■ **About this task**
Nothing but the lines from the start of the entries through the line containing "let (graphs, _)" should appear in the answer, each given exactly.

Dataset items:

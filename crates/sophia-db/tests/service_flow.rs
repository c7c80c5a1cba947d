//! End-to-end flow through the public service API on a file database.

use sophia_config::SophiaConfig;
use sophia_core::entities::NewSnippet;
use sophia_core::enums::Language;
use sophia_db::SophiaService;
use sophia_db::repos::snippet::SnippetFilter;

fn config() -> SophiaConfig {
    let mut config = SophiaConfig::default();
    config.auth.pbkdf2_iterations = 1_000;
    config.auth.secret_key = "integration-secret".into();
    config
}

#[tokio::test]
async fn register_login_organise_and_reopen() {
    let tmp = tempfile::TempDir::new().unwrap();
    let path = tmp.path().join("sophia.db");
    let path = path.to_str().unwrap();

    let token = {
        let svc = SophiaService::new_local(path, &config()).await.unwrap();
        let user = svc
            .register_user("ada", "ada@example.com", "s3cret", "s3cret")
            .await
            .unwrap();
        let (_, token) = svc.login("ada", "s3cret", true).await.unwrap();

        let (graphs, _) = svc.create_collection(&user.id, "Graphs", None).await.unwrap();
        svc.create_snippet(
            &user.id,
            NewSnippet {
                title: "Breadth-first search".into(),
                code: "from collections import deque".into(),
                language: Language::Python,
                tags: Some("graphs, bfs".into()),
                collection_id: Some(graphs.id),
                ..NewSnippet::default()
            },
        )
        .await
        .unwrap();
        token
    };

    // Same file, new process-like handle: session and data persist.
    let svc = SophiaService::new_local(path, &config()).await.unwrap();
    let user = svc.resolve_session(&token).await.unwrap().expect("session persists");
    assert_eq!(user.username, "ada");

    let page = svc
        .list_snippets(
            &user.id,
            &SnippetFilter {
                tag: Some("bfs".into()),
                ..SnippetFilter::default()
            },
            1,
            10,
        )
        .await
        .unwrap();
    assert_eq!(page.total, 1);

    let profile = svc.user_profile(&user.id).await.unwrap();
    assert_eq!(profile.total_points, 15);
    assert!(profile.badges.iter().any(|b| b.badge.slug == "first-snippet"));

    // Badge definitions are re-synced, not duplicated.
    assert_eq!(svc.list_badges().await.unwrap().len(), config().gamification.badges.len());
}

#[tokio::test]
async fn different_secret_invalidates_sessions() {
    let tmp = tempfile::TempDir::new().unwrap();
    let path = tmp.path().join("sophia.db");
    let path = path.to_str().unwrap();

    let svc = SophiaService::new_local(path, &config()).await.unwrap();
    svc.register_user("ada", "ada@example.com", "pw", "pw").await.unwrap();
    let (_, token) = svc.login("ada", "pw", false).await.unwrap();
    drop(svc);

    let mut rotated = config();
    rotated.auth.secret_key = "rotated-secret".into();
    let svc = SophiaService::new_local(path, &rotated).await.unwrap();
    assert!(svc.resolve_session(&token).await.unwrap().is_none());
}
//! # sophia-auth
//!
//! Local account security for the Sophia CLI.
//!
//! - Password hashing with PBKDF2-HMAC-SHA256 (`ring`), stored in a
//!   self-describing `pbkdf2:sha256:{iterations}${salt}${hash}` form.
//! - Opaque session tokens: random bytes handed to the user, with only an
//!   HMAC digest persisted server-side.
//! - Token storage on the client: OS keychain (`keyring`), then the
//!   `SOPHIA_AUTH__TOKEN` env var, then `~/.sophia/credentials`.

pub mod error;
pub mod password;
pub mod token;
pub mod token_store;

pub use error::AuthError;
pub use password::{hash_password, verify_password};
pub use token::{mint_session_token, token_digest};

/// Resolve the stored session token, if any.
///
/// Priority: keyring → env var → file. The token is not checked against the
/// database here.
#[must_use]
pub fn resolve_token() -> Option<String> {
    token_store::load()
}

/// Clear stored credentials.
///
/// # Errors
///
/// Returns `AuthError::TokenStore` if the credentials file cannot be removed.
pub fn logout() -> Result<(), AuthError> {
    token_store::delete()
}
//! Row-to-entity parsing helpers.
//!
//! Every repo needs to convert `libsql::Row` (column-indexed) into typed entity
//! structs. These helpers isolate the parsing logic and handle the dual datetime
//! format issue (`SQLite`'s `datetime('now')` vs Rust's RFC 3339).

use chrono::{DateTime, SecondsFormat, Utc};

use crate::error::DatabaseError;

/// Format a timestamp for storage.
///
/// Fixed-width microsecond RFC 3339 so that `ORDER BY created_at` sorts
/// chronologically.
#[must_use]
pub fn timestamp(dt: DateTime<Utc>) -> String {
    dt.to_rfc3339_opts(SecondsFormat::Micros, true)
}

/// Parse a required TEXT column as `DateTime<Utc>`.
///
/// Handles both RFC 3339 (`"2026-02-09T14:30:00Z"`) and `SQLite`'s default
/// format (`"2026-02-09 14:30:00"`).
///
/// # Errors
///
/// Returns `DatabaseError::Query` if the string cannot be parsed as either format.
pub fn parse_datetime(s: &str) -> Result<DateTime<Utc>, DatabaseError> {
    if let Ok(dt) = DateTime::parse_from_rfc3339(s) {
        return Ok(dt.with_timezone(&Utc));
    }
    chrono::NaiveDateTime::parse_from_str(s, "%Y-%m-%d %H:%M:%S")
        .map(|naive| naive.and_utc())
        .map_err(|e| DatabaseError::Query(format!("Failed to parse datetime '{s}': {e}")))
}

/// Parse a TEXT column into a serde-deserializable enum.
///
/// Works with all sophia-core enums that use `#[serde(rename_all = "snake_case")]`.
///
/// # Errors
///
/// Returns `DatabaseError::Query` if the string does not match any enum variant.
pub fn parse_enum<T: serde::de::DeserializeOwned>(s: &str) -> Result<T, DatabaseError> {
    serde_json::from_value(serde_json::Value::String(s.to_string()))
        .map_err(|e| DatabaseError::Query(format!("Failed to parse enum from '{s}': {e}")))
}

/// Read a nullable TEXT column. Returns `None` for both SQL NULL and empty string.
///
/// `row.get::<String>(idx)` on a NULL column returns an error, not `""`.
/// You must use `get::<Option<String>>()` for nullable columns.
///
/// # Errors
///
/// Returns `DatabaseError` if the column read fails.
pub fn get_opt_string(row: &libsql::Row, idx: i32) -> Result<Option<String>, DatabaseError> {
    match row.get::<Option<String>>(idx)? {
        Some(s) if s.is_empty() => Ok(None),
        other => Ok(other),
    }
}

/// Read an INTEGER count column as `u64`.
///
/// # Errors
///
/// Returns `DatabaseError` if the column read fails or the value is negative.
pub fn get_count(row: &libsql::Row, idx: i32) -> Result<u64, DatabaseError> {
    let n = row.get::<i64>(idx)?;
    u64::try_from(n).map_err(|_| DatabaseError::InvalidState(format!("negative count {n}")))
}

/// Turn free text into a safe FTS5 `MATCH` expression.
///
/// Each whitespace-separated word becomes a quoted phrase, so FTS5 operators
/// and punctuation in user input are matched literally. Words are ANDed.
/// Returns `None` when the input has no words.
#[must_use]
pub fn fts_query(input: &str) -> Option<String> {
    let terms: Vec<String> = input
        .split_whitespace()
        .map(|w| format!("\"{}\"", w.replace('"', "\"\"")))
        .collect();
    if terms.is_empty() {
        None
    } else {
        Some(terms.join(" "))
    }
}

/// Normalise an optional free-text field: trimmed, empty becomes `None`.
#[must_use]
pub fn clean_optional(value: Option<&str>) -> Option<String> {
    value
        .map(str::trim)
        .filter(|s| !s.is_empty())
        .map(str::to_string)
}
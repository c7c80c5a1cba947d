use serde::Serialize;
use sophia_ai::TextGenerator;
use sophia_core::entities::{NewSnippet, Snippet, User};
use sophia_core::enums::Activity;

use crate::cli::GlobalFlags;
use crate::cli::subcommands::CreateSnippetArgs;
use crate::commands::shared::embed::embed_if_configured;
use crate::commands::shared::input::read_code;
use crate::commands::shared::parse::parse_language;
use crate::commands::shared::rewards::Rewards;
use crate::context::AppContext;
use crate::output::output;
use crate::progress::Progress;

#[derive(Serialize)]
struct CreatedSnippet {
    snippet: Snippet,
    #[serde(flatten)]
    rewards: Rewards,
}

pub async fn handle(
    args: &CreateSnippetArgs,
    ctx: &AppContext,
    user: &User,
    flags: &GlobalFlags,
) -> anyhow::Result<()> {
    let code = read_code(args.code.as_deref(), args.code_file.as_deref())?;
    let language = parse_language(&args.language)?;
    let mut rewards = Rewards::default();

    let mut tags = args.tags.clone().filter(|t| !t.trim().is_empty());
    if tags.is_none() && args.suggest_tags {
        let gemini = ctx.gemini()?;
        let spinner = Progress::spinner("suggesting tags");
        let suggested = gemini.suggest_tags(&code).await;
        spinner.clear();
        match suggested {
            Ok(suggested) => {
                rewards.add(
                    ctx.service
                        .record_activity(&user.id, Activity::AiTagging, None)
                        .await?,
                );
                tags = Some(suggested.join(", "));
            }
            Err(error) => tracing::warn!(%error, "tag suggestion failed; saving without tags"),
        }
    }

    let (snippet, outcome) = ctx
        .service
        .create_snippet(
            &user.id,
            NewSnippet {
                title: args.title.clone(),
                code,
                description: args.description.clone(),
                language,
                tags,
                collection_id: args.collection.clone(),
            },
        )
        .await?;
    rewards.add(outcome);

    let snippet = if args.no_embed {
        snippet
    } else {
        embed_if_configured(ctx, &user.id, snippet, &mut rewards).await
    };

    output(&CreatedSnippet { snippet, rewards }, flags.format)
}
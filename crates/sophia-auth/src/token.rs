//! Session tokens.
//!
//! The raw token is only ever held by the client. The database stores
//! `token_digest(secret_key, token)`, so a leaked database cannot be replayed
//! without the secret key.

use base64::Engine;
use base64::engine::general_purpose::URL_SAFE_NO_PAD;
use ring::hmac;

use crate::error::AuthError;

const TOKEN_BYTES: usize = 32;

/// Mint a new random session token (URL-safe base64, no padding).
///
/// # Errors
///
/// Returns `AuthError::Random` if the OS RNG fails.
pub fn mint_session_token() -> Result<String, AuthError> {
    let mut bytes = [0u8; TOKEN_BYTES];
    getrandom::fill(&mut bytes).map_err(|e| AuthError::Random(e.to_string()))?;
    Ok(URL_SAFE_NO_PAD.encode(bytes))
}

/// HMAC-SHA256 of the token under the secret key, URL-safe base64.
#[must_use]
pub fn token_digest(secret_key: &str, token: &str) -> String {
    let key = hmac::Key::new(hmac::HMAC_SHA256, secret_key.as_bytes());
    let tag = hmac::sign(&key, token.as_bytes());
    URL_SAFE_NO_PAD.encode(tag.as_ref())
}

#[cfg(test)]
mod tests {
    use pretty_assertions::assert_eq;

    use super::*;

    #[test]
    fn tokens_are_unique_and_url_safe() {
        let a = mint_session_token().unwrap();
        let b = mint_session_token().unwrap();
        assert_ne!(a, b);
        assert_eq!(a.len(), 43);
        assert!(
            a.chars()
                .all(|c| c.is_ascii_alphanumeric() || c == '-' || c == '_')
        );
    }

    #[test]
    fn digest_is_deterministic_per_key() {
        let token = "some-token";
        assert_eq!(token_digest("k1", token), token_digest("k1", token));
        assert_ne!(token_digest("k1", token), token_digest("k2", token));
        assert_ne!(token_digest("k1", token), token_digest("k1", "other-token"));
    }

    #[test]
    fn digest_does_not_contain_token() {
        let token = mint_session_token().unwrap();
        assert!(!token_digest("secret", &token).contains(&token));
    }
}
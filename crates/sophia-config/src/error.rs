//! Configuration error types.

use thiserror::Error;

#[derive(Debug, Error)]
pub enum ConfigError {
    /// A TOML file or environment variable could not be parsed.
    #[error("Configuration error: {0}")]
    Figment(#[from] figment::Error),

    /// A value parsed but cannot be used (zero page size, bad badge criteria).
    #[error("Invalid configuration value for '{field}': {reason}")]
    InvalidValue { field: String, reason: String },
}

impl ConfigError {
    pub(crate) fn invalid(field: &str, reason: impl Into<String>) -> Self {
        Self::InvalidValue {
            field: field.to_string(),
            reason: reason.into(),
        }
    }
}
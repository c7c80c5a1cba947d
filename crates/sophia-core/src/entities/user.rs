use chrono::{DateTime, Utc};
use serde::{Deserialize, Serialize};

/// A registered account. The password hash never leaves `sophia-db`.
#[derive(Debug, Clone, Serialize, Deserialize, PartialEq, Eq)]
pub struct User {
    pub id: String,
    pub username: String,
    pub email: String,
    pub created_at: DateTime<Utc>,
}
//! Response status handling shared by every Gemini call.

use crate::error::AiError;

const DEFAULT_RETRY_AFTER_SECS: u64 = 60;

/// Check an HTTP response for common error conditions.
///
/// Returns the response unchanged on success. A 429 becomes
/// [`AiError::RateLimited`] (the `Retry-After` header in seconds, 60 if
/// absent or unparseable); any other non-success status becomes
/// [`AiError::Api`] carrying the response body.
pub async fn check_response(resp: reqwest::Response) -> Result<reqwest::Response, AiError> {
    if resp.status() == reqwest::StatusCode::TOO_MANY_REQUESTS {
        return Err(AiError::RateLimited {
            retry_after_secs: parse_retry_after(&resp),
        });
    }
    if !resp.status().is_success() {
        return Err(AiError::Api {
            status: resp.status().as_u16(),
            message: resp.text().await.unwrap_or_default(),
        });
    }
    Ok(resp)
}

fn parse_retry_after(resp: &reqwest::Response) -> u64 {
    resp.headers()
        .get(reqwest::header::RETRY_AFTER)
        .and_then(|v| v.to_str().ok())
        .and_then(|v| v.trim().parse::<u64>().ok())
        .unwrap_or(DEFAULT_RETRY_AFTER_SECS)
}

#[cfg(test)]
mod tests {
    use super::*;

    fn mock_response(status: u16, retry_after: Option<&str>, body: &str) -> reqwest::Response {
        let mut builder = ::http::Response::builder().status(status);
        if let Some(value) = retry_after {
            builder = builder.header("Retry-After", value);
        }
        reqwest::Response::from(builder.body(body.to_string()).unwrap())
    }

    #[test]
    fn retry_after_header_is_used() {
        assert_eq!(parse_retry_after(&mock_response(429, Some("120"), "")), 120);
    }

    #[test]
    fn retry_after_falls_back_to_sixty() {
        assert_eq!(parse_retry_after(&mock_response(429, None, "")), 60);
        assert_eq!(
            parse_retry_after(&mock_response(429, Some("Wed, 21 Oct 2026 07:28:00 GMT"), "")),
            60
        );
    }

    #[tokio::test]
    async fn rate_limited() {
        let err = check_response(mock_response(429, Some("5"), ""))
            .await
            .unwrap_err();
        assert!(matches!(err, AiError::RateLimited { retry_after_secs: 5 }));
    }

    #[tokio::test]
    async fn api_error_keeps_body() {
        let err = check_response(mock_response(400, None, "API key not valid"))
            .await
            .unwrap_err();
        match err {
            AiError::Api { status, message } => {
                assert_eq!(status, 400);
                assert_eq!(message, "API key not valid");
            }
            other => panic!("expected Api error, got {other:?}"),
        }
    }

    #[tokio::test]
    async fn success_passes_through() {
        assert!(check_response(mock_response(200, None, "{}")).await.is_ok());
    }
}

■ **Response**
filename crates/sophia-db/tests/service_flow.rs
repository c7c80c5a1cba947d
//! End-to-end flow through the public service API on a file database.

use sophia_config::SophiaConfig;
use sophia_core::entities::NewSnippet;
use sophia_core::enums::Language;
use sophia_db::SophiaService;
use sophia_db::repos::snippet::SnippetFilter;

fn config() -> SophiaConfig {
    let mut config = SophiaConfig::default();
    config.auth.pbkdf2_iterations = 1_000;
    config.auth.secret_key = "integration-secret".into();
    config
}

#[tokio::test]
async fn register_login_organise_and_reopen() {
    let tmp = tempfile::TempDir::new().unwrap();
    let path = tmp.path().join("sophia.db");
    let path = path.to_str().unwrap();

    let token = {
        let svc = SophiaService::new_local(path, &config()).await.unwrap();
        let user = svc
            .register_user("ada", "ada@example.com", "s3cret", "s3cret")
            .await
            .unwrap();
        let (_, token) = svc.login("ada", "s3cret", true).await.unwrap();

        let (graphs, _) = svc.create_collection(&user.id, "Graphs", None).await.unwrap();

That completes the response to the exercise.